You know what changed
Market readings stay with their date, and the chat can tell you what has changed since last time.
No made-up connections
The graph comes only from what is written in the research: every relationship points back to the notes it comes from.
It speaks the language of marketing
An ontology we built for marketing and communication: brands, competitors, segments, channels, categories, context, phenomena, measures, assessments, recommendations — and eleven ways to relate them.
The vocabulary is closed — always the same types and the same relationships, so the graph stays queryable — but the content is open: no market, channel or industry decided in advance. The SWOT, for example, isn’t a separate table: every assessment carries its pole (internal or external) and its sign, so strengths, weaknesses, opportunities and threats connect to everything else.
It stays yours,
and it stays separate.
Each organization sees only its own projects, and every request checks this on the server. When a chat reasons across several clients or several countries at once, every piece of information carries the label of where it comes from, and the AI doesn’t carry data over from one client or country to another.
CRM contacts
Each contact’s email becomes a code. The AI never sees the contact rows: it works on aggregates, and CRM data doesn’t enter the chat’s memory.
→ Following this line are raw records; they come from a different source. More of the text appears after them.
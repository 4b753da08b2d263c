use arc_swap::ArcSwap;
use mirror_core::{Meta, TreeIndex};
use std::sync::Arc;

/// The currently published [`TreeIndex`].
///
/// Readers load the snapshot without locking. Writers derive a new snapshot
/// and publish it with compare-and-swap, retrying when another watch loop
/// published first.
#[derive(Debug, Default)]
pub(crate) struct SnapshotCell {
    current: ArcSwap<TreeIndex>,
}

impl SnapshotCell {
    pub fn load(&self) -> Arc<TreeIndex> {
        self.current.load_full()
    }

    /// Records `meta`. Returns `false` when the snapshot already held it.
    pub fn insert(&self, meta: &Meta) -> bool {
        let mut current = self.current.load_full();
        loop {
            let next = current.insert(meta.clone());
            if next.ptr_eq(&current) {
                return false;
            }
            let prev = self.current.compare_and_swap(&current, Arc::new(next));
            if Arc::ptr_eq(&prev, &current) {
                return true;
            }
            current = Arc::clone(&prev);
        }
    }
}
Readable emails, if you want
If you need them back for your campaigns, you encrypt them with a secret passphrase you choose: we can neither read them nor recover it.
Where they are stored
The database is in Frankfurt, in the European Union. To generate analyses and answers, text goes through the AI model providers, which may also process it outside the EU; CRM contacts don’t.
No training
The model providers MAPS sends your text to — Anthropic, Groq, OpenAI — receive it via API, and by contract do not use it to train their models.
The final word
is always yours.
Every text can be edited right where you read it. Before every regeneration MAPS keeps the previous version, and you can go back to it. Content for clients goes through an approval round, item by item.
Important choices go into the decision memory: what you decided, why, on what evidence, what you ruled out. So six months from now the chat can answer “why did we decide this?”.
And throughout the app a notice reminds you that the content is AI-generated: it’s meant to be read, not just used.